- Born: 20 October 1726 Rome, Papal States
- Died: 1781 (aged 54–55) Rome, Papal States
- Known for: Architecture
- Notable work: Basilica of Sant'Andrea, Subiaco
- Movement: Baroque and Neoclassicism

= Pietro Camporese the Elder =

Pietro Camporese the Elder (20 October 1726 – 1781) was an Italian architect. His architecture is typical of the eclectic tendency of Roman architects of the late 18th century, before neoclassical architecture (as represented by the styles of his two sons) fully asserted itself.

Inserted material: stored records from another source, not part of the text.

use actix_cors::Cors;
use actix_web::{middleware, web, App, HttpRequest, HttpResponse, HttpServer};
use roadnet_core::{CityId, RecordId, RoadId};
use roadnet_storage::StorageManager;
use serde::Deserialize;
use std::sync::Arc;
use tracing::info;

use crate::error::ApiError;

type ApiResult = Result<HttpResponse, ApiError>;

#[derive(Deserialize)]
struct CreateCityRequest {
    name: String,
    latitude: f64,
    longitude: f64,
}

#[derive(Deserialize)]
struct CreateRoadRequest {
    city_a: CityId,
    city_b: CityId,
    length: f64,
}

#[derive(Deserialize)]
struct PathQuery {
    from: Option<String>,
    to: Option<String>,
}

#[derive(Deserialize)]
struct RecordRequest {
    name: String,
    phone: String,
}

#[derive(Deserialize)]
struct RecordQuery {
    name: Option<String>,
}

pub const ROUTES: &str = "Available routes:
    GET    /                          -> this page
Cities:
    GET    /api/v1/cities
    GET    /api/v1/cities/{name}
    POST   /api/v1/cities             {name, latitude, longitude}
    DELETE /api/v1/cities/{id}
Roads:
    GET    /api/v1/roads
    POST   /api/v1/roads              {city_a, city_b, length}
    DELETE /api/v1/roads/{id}
Shortest path (Dijkstra):
    GET    /api/v1/path?from={city}&to={city}
Records:
    GET    /api/v1/records[?name={substring}]
    GET    /api/v1/records/{id}
    POST   /api/v1/records            {name, phone}
    PUT    /api/v1/records/{id}       {name, phone}
    DELETE /api/v1/records/{id}";

pub struct RestApi;

impl RestApi {
    pub async fn start(
        storage: Arc<StorageManager>,
        host: String,
        port: u16,
        workers: Option<usize>,
    ) -> std::io::Result<()> {
        let mut server = HttpServer::new(move || {
            let cors = Cors::default()
                .allow_any_origin()
                .allow_any_method()
                .allow_any_header()
                .max_age(3600);

            App::new()
                .wrap(cors)
                .wrap(middleware::Logger::default())
                .app_data(web::Data::new(storage.clone()))
                .configure(configure)
        });
        if let Some(workers) = workers {
            server = server.workers(workers);
        }

        info!("Listening on {}:{}", host, port);
        server.bind((host.as_str(), port))?.run().await
    }
}

/// Registers every route plus extractor error handlers. Expects
/// `web::Data<Arc<StorageManager>>` to be provided by the app.
pub fn configure(cfg: &mut web::ServiceConfig) {
    cfg.app_data(web::JsonConfig::default().error_handler(|err, _req| {
        ApiError::BadRequest(format!("invalid JSON body: {err}")).into()
    }))
    .app_data(web::QueryConfig::default().error_handler(|err, _req| {
        ApiError::BadRequest(format!("invalid query string: {err}")).into()
    }))
    .app_data(web::PathConfig::default().error_handler(|err, _req| {
        ApiError::BadRequest(format!("bad id: {err}")).into()
    }))
    .route("/", web::get().to(hello))
    .service(
        web::scope("/api/v1")
            .route("/cities", web::get().to(list_cities))
            .route("/cities", web::post().to(create_city))
            .route("/cities/{name}", web::get().to(get_city))
            .route("/cities/{id}", web::delete().to(delete_city))
            .route("/roads", web::get().to(list_roads))
            .route("/roads", web::post().to(create_road))
            .route("/roads/{id}", web::delete().to(delete_road))
            .route("/path", web::get().to(shortest_path))
            .route("/records", web::get().to(list_records))
            .route("/records", web::post().to(create_record))
            .route("/records/{id}", web::get().to(get_record))
            .route("/records/{id}", web::put().to(update_record))
            .route("/records/{id}", web::delete().to(delete_record)),
    );
}

async fn hello(req: HttpRequest) -> HttpResponse {
    let text = format!("Hello World! Your URL is {}\n\n{}", req.uri(), ROUTES);
    HttpResponse::Ok().json(text)
}

async fn create_city(
    storage: web::Data<Arc<StorageManager>>,
    req: web::Json<CreateCityRequest>,
) -> ApiResult {
    let city = storage.create_city(&req.name, req.latitude, req.longitude)?;
    Ok(HttpResponse::Created().json(city))
}

async fn list_cities(storage: web::Data<Arc<StorageManager>>) -> ApiResult {
    Ok(HttpResponse::Ok().json(storage.list_cities()))
}

async fn get_city(
    storage: web::Data<Arc<StorageManager>>,
    path: web::Path<String>,
) -> ApiResult {
    let city = storage.city_by_name(&path.into_inner())?;
    Ok(HttpResponse::Ok().json(city))
}

async fn delete_city(
    storage: web::Data<Arc<StorageManager>>,
    path: web::Path<CityId>,
) -> ApiResult {
    storage.delete_city(path.into_inner())?;
    Ok(HttpResponse::NoContent().finish())
}

async fn create_road(
    storage: web::Data<Arc<StorageManager>>,
    req: web::Json<CreateRoadRequest>,
) -> ApiResult {
    let road = storage.create_road(req.city_a, req.city_b, req.length)?;
    Ok(HttpResponse::Created().json(road))
}

async fn list_roads(storage: web::Data<Arc<StorageManager>>) -> ApiResult {
    Ok(HttpResponse::Ok().json(storage.list_roads()))
}

async fn delete_road(
    storage: web::Data<Arc<StorageManager>>,
    path: web::Path<RoadId>,
) -> ApiResult {
    storage.delete_road(path.into_inner())?;
    Ok(HttpResponse::NoContent().finish())
}

async fn shortest_path(
    storage: web::Data<Arc<StorageManager>>,
    query: web::Query<PathQuery>,
) -> ApiResult {
    let PathQuery { from, to } = query.into_inner();
    let (from, to) = match (from, to) {
        (Some(from), Some(to)) => (from, to),
        _ => {
            return Err(ApiError::BadRequest(
                "both 'from' and 'to' query parameters are required".to_string(),
            ))
        }
    };

    let path = storage.find_path(&from, &to)?;
    Ok(HttpResponse::Ok().json(path.to_string()))
}

async fn create_record(
    storage: web::Data<Arc<StorageManager>>,
    req: web::Json<RecordRequest>,
) -> ApiResult {
    let record = storage.create_record(&req.name, &req.phone)?;
    Ok(HttpResponse::Created().json(record))
}

async fn list_records(
    storage: web::Data<Arc<StorageManager>>,
    query: web::Query<RecordQuery>,
) -> ApiResult {
    Ok(HttpResponse::Ok().json(storage.list_records(query.name.as_deref())))
}

async fn get_record(
    storage: web::Data<Arc<StorageManager>>,
    path: web::Path<RecordId>,
) -> ApiResult {
    Ok(HttpResponse::Ok().json(storage.get_record(path.into_inner())?))
}

async fn update_record(
    storage: web::Data<Arc<StorageManager>>,
    path: web::Path<RecordId>,
    req: web::Json<RecordRequest>,
) -> ApiResult {
    let record = storage.update_record(path.into_inner(), &req.name, &req.phone)?;
    Ok(HttpResponse::Ok().json(record))
}

async fn delete_record(
    storage: web::Data<Arc<StorageManager>>,
    path: web::Path<RecordId>,
) -> ApiResult {
    storage.delete_record(path.into_inner())?;
    Ok(HttpResponse::NoContent().finish())
}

Pietro Camporese the Elder looked to late Baroque models, though at the same time showed clear influences from Luigi Vanvitelli.

==Life==

=== Early life and education ===
Camporese was born and died in Rome, the first of a family of architects active in the city in the 18th and 19th centuries. His sons Giuseppe and Giulio are recorded as collaborating with their father on the building of the Duomo at Subiaco, and his grandchild Pietro Camporese the Younger (1792–1873), who led the reconstruction of Rome's basilica of San Paolo fuori le Mura.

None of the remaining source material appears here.